‘The Visit’ @ Amphibian Stage
Photos by Evan Michael Woods
—Jan Farrington
“We are not in the jungle—we are in Europe!”
It’s a proud protest, but the words ring more hollow by the minute in Friedrich Dürrenmatt’s dark play The Visit (1956). At Amphibian Stage—in collaboration with UTA’s Department of Theatre and Dance— this well-regarded work (translated into many languages and adapted to film, opera, and musical theater) remains a fierce and atmospheric exploration of human illusions about our own rationality and goodness.
Written a few years after Hitler and Holocaust (Dürrenmatt watched the war as a college student in Switzerland, his home country), the world knew better by then how close the jungle could come.
The Visit of the Old Lady (Der Besuch der alten Dame) is the play’s full original title—and the “lady” in question is nothing like the funny old bat you might expect. Claire Zachanassian (Elly Lindsay) is a cigar-smoking billionairess (the world’s wealthiest woman, in fact), who returns abruptly to visit the home town she left decades ago. (She pulls the emergency cord on an express train to make it stop exactly where she wants.)
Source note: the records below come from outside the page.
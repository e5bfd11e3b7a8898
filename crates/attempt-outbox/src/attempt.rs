//! Attempt records and the acknowledgements handed back to producers.

use chrono::{DateTime, Utc};
use serde::{Deserialize, Serialize};
use uuid::Uuid;

/// XP granted by the optimistic local award for a correct answer.
const PROVISIONAL_XP: u32 = 10;

/// Kind of buffered attempt.
#[derive(Debug, Clone, Copy, PartialEq, Eq, Serialize, Deserialize)]
pub enum AttemptKind {
    /// A single vocabulary word answer.
    #[serde(rename = "word")]
    WordAttempt,
    /// A full sentence answer.
    #[serde(rename = "sentence")]
    SentenceAttempt,
}

impl AttemptKind {
    /// Wire tag for this kind.
    pub fn as_str(&self) -> &'static str {
        match self {
            AttemptKind::WordAttempt => "word",
            AttemptKind::SentenceAttempt => "sentence",
        }
    }
}

/// Gem rarity tiers used by the reward system.
#[derive(Debug, Clone, Copy, PartialEq, Eq, PartialOrd, Ord, Serialize, Deserialize)]
#[serde(rename_all = "lowercase")]
pub enum GemRarity {
    Common,
    Uncommon,
    Rare,
    Epic,
    Legendary,
}

/// A single word answer produced by a game screen.
#[derive(Debug, Clone, Default, PartialEq, Serialize, Deserialize)]
#[serde(rename_all = "camelCase")]
pub struct WordAttempt {
    #[serde(default, skip_serializing_if = "Option::is_none")]
    pub vocabulary_id: Option<String>,
    #[serde(default, skip_serializing_if = "Option::is_none")]
    pub enhanced_vocabulary_item_id: Option<String>,
    pub word_text: String,
    #[serde(default)]
    pub translation_text: String,
    #[serde(default)]
    pub response_time_ms: u64,
    pub was_correct: bool,
    #[serde(default)]
    pub hint_used: bool,
    #[serde(default)]
    pub streak_count: u32,
    #[serde(default, skip_serializing_if = "Option::is_none")]
    pub mastery_level: Option<u8>,
    #[serde(default, skip_serializing_if = "Option::is_none")]
    pub max_gem_rarity: Option<GemRarity>,
    #[serde(default, skip_serializing_if = "Option::is_none")]
    pub difficulty_level: Option<String>,
    #[serde(default, skip_serializing_if = "Option::is_none")]
    pub game_mode: Option<String>,
    #[serde(default, skip_serializing_if = "Option::is_none")]
    pub context_data: Option<serde_json::Value>,
}

/// A sentence answer produced by a game screen.
#[derive(Debug, Clone, Default, PartialEq, Serialize, Deserialize)]
#[serde(rename_all = "camelCase")]
pub struct SentenceAttempt {
    #[serde(default, skip_serializing_if = "Option::is_none")]
    pub sentence_id: Option<String>,
    #[serde(default, skip_serializing_if = "Option::is_none")]
    pub enhanced_sentence_id: Option<String>,
    pub source_text: String,
    pub target_text: String,
    #[serde(default)]
    pub response_time_ms: u64,
    pub was_correct: bool,
    #[serde(default)]
    pub hint_used: bool,
    #[serde(default)]
    pub streak_count: u32,
    #[serde(default, skip_serializing_if = "Option::is_none")]
    pub max_gem_rarity: Option<GemRarity>,
    #[serde(default, skip_serializing_if = "Option::is_none")]
    pub difficulty_level: Option<String>,
    #[serde(default, skip_serializing_if = "Option::is_none")]
    pub game_mode: Option<String>,
    #[serde(default, skip_serializing_if = "Option::is_none")]
    pub language: Option<String>,
    #[serde(default, skip_serializing_if = "Option::is_none")]
    pub assignment_id: Option<String>,
    #[serde(default, skip_serializing_if = "Option::is_none")]
    pub student_id: Option<String>,
    #[serde(default, skip_serializing_if = "Option::is_none")]
    pub context_data: Option<serde_json::Value>,
    /// Some fast-paced games hand scheduling to another system.
    #[serde(default, skip_serializing)]
    pub skip_spaced_repetition: bool,
}

/// Kind-specific attempt body.
#[derive(Debug, Clone, PartialEq, Serialize, Deserialize)]
#[serde(untagged)]
pub enum AttemptPayload {
    Word(WordAttempt),
    Sentence(SentenceAttempt),
}

impl AttemptPayload {
    /// Kind of this payload.
    pub fn kind(&self) -> AttemptKind {
        match self {
            AttemptPayload::Word(_) => AttemptKind::WordAttempt,
            AttemptPayload::Sentence(_) => AttemptKind::SentenceAttempt,
        }
    }

    /// Whether the producer judged the answer correct.
    pub fn was_correct(&self) -> bool {
        match self {
            AttemptPayload::Word(word) => word.was_correct,
            AttemptPayload::Sentence(sentence) => sentence.was_correct,
        }
    }

    /// Text shown alongside a reward.
    pub fn display_text(&self) -> &str {
        match self {
            AttemptPayload::Word(word) => &word.word_text,
            AttemptPayload::Sentence(sentence) => &sentence.source_text,
        }
    }
}

/// One buffered gameplay event.
///
/// Records are immutable once built; the queue only moves them.
#[derive(Debug, Clone, PartialEq)]
pub struct AttemptRecord {
    record_id: Uuid,
    session_id: String,
    game_type: String,
    payload: AttemptPayload,
    skip_downstream_scheduling: bool,
    enqueued_at: DateTime<Utc>,
    sequence: u64,
}

impl AttemptRecord {
    /// Build a record stamped with a fresh id and the current time.
    pub fn new(
        session_id: impl Into<String>,
        game_type: impl Into<String>,
        payload: AttemptPayload,
        skip_downstream_scheduling: bool,
        sequence: u64,
    ) -> Self {
        Self {
            record_id: Uuid::new_v4(),
            session_id: session_id.into(),
            game_type: game_type.into(),
            payload,
            skip_downstream_scheduling,
            enqueued_at: Utc::now(),
            sequence,
        }
    }

    /// Client-generated id the backend can deduplicate on.
    pub fn record_id(&self) -> Uuid {
        self.record_id
    }

    pub fn kind(&self) -> AttemptKind {
        self.payload.kind()
    }

    pub fn session_id(&self) -> &str {
        &self.session_id
    }

    pub fn game_type(&self) -> &str {
        &self.game_type
    }

    pub fn payload(&self) -> &AttemptPayload {
        &self.payload
    }

    pub fn skip_downstream_scheduling(&self) -> bool {
        self.skip_downstream_scheduling
    }

    pub fn enqueued_at(&self) -> DateTime<Utc> {
        self.enqueued_at
    }

    /// Position in enqueue order for the owning coordinator.
    pub fn sequence(&self) -> u64 {
        self.sequence
    }

    /// Optimistic reward for this record, if the answer was correct.
    pub fn provisional_award(&self) -> Option<Acknowledgement> {
        if !self.payload.was_correct() {
            return None;
        }
        Some(Acknowledgement::Provisional(GemAward {
            record_id: self.record_id,
            rarity: GemRarity::Common,
            xp_value: PROVISIONAL_XP,
            word_text: self.payload.display_text().to_string(),
        }))
    }
}

/// Reward details shown to the player.
#[derive(Debug, Clone, PartialEq, Eq, Serialize)]
#[serde(rename_all = "camelCase")]
pub struct GemAward {
    pub record_id: Uuid,
    pub rarity: GemRarity,
    pub xp_value: u32,
    pub word_text: String,
}

/// Acknowledgement returned to a producer.
///
/// `Provisional` is a local guess made before any network round trip and
/// must never be treated as durable. `Confirmed` is only built from data the
/// backend has reported back.
#[derive(Debug, Clone, PartialEq, Eq)]
pub enum Acknowledgement {
    Provisional(GemAward),
    Confirmed(GemAward),
}

impl Acknowledgement {
    pub fn is_provisional(&self) -> bool {
        matches!(self, Acknowledgement::Provisional(_))
    }

    pub fn award(&self) -> &GemAward {
        match self {
            Acknowledgement::Provisional(award) | Acknowledgement::Confirmed(award) => award,
        }
    }

    /// Promote to `Confirmed` using the reward the backend actually granted.
    pub fn confirm(self, granted: GemAward) -> Acknowledgement {
        debug_assert_eq!(self.award().record_id, granted.record_id);
        Acknowledgement::Confirmed(granted)
    }
}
Everyone in the little town seems giddy at Claire’s coming. Strange, though: nobody seems to remember how she left.
Do the townspeople—mayor (Patrick Bynane), professor (Amanda Reyes), pastor (Michael Anthony Page), painter (Melissa Duffer), police chief (Laurel Whitsett), station master (Johanna Nchekwube), sacristan (Gwen Mowdy) and even a roving reporter (Jovane Caamaño)—have a touch of collective amnesia? (The mayor’s children, played by Kimberly Turner and Tanner Mobley, are too young to recall.) Even the “beloved” Anton Schill, owner of the town’s general store and Claire’s one-time lover, seems unruffled by the idea of approaching the girlfriend he brutally abandoned, pregnant and penniless…to ask for the sizeable donations Güllen now needs.
Claire does have a juicy proposition. She’ll be glad to revive the town with a billion or so—but only if they kill Anton for her peace of mind. (She’s brought a coffin along in her luggage.) The town officials are stunned. “We’d never, ever…ever,” they stammer. A billion, you say?
Dürrenmatt’s plays are notable for an edgy mix of tragic and comic, grotesque and satirical—and Claire’s strange entourage prepares us to expect almost anything. (The translation by Maurice Valency is crisply colloquial, finding humor where it can.) Her masked minions include murderers (she bought them off Death Row) and a pair of blind eunuchs (former townspeople who told lies about her and paid the price). Also along for the ride is the young and petulant Pedro (Caleb De La Torre), who may become husband No. 9 in a long string of non-Antons—though one of them made her rich.
Claire is carried through town in a painted chair once owned by Marie Antoinette, wearing outfits of increasing oddity and extravagance. Costumes (and masks?) are by Leah Mazur, as is the striking stylized set of mobile platforms, elaborately painted vintage flooring, and wide proscenium arch. Small dollhouse-like buildings are arranged (like a toy town) on either side of the arch. Adam Chamberlin’s precision lighting sends spotlights and shadows exactly where they’re needed on the often crowded stage.
Director Jay Duffer creates an atmosphere of controlled menace and disbelief. Lindsay as Claire is blunt and relentless; the only tenderness she shows is connected to Anton. She says she never stopped loving him through the years—but knows her love has become “something monstrous.” Lindsay is chilling, never more so than when she chirpily quizzes townspeople about their special skills: “Have you ever strangled a man?” she asks a muscle-bound local athlete. Bynane, Reyes and Page struggle as the town leaders who must think hardest about Claire’s devilishly tempting offer.
Stephenson pitches his performance very well, from Anton’s initial nostalgia at Claire’s return, to his uneasiness at the changed behavior of friends and neighbors. Panic and fear take him, then a sort of fatalism. It’s a measured and multi-faceted portrayal. In him we see traces of Claire’s lost lover, mixed with desperation and dignity as he finds himself the center of his town’s…interests.
It’s always a question: Why this play? Why now? Certainly we’re having our own issues with erratic billionaires, and seem to be in a time when dark impulses have the upper hand in politics, social cohesion, and even our ability to trust one another. And adding to it, a general sense (supported or not) that our lives are in a Güllen-y mess. Someone’s doing us wrong.
What would we do to make things great again? Who, or what would we destroy? I suspect having a beer with Friedrich Dürrenmatt would be an enlightening experience—though probably not a laugh riot.